At each visit, investigators discussed the risk profile with profile subjects, while usual care subjects received routine care as practiced by their physician. To replicate the usual barriers to adherence, all medication was purchased at a pharmacy chosen by the patient. Drug costs were borne by patients using private insurance, public drug plans, or out-of-pocket.

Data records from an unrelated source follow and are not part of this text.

//! Encoding and decoding helpers between domain types and the plain-text
//! representations stored in SQLite columns.
//!
//! Timestamps are RFC 3339 strings, publication status is its upper-case
//! name, and response selections are compact JSON arrays of answer ids.

use std::collections::BTreeSet;

use chrono::{DateTime, Utc};
use survey_core::{
  question::{Question, QuestionAnswer},
  response::{Response, ResponseAnswer},
  survey::{PublishedState, Survey, SurveyQuestion},
};

use crate::{Error, Result};

// ─── DateTime<Utc> ───────────────────────────────────────────────────────────

pub fn encode_dt(dt: DateTime<Utc>) -> String { dt.to_rfc3339() }

pub fn decode_dt(s: &str) -> Result<DateTime<Utc>> {
  DateTime::parse_from_rfc3339(s)
    .map(|dt| dt.with_timezone(&Utc))
    .map_err(|e| Error::DateParse(e.to_string()))
}

// ─── PublishedState ──────────────────────────────────────────────────────────

pub fn encode_status(s: PublishedState) -> String { s.to_string() }

pub fn decode_status(s: &str) -> Result<PublishedState> {
  s.parse().map_err(|_| Error::UnknownStatus(s.to_owned()))
}

// ─── Selections ──────────────────────────────────────────────────────────────

pub fn encode_ids(ids: &BTreeSet<i64>) -> Result<String> {
  Ok(serde_json::to_string(ids)?)
}

pub fn decode_ids(s: &str) -> Result<BTreeSet<i64>> { Ok(serde_json::from_str(s)?) }

// ─── Row types ───────────────────────────────────────────────────────────────

/// A `questions` row plus its already-typed answer links.
pub struct RawQuestion {
  pub id:               i64,
  pub text:             String,
  pub alt_text:         Option<String>,
  pub help_text:        Option<String>,
  pub canonical_name:   Option<String>,
  pub status:           String,
  pub question_answers: Vec<QuestionAnswer>,
}

impl RawQuestion {
  pub fn into_question(self) -> Result<Question> {
    Ok(Question {
      id:               self.id,
      text:             self.text,
      alt_text:         self.alt_text,
      help_text:        self.help_text,
      canonical_name:   self.canonical_name,
      status:           decode_status(&self.status)?,
      question_answers: self.question_answers,
    })
  }
}

pub struct RawSurveyQuestion {
  pub survey:   i64,
  pub sequence: i32,
  pub number:   Option<String>,
  pub question: RawQuestion,
}

impl RawSurveyQuestion {
  pub fn into_survey_question(self) -> Result<SurveyQuestion> {
    Ok(SurveyQuestion {
      survey:   self.survey,
      question: self.question.into_question()?,
      sequence: self.sequence,
      number:   self.number,
    })
  }
}

pub struct RawSurvey {
  pub id:               i64,
  pub canonical_name:   String,
  pub title:            Option<String>,
  pub description:      Option<String>,
  pub status:           String,
  pub last_update_user: String,
  pub last_update_date: String,
  pub survey_questions: Vec<RawSurveyQuestion>,
}

impl RawSurvey {
  pub fn into_survey(self) -> Result<Survey> {
    Ok(Survey {
      id:               self.id,
      canonical_name:   self.canonical_name,
      title:            self.title,
      description:      self.description,
      status:           decode_status(&self.status)?,
      last_update_user: self.last_update_user,
      last_update_date: decode_dt(&self.last_update_date)?,
      survey_questions: self
        .survey_questions
        .into_iter()
        .map(RawSurveyQuestion::into_survey_question)
        .collect::<Result<_>>()?,
    })
  }
}

pub struct RawResponseAnswer {
  pub id:         i64,
  pub question:   i64,
  pub answer_ids: String,
}

pub struct RawResponse {
  pub id:         i64,
  pub owner:      String,
  pub survey:     i64,
  pub created_at: String,
  pub updated_at: String,
  pub answers:    Vec<RawResponseAnswer>,
}

impl RawResponse {
  pub fn into_response(self) -> Result<Response> {
    let answers = self
      .answers
      .into_iter()
      .map(|ra| {
        Ok(ResponseAnswer {
          id:       ra.id,
          question: ra.question,
          selected: decode_ids(&ra.answer_ids)?,
        })
      })
      .collect::<Result<_>>()?;

    Ok(Response {
      id: self.id,
      user: self.owner,
      survey: self.survey,
      answers,
      created_at: decode_dt(&self.created_at)?,
      updated_at: decode_dt(&self.updated_at)?,
    })
  }
}

#[cfg(test)]
mod tests {
  use super::*;

  #[test]
  fn status_uses_upper_case_names() {
    assert_eq!(encode_status(PublishedState::Published), "PUBLISHED");
    assert_eq!(decode_status("RETIRED").unwrap(), PublishedState::Retired);
    assert!(matches!(decode_status("archived"), Err(Error::UnknownStatus(_))));
  }

  #[test]
  fn selections_are_json_arrays() {
    let ids = BTreeSet::from([6, 5]);
    assert_eq!(encode_ids(&ids).unwrap(), "[5,6]");
    assert_eq!(decode_ids("[]").unwrap(), BTreeSet::new());
  }
}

The analyses herein focus primarily on those individuals whose blood pressure was above currently recommended targets. In Canada, hypertension guidelines recommend that blood pressure above 130/80 should be treated in patients with diabetes and the treatment threshold of 140/90 is recommended for all other adults. During the study, the 2001, 2003 Canadian guidelines and the JNC VI American guidelines were in effect2,4. Extrapolating from these three documents, we defined undiagnosed hypertension eligible for treatment as a blood pressure above target on at least three consecutive occasions during the six study visits over one year. Treated hypertension requiring additional therapy was defined as blood pressure above target on two or more consecutive visits.

Data Analysis

Hypertension treatment rates were compared among patients not at blood pressure targets who received a risk profile vs. usual care. There remained the possibility that between-physician differences could have an effect on treatment decisions21. Accordingly, a random effects logistic regression model was used to estimate the effect of the intervention compared to the control group after adjustment for between-physician variability22. Patient inclusion and randomization in this trial was based only on the presence of treatable dyslipidemia. We therefore also adjusted for potential confounders that might be associated with treatment including the average systolic and diastolic blood pressure levels prior to patients requiring treatment and the presence of diabetes or cardiovascular disease.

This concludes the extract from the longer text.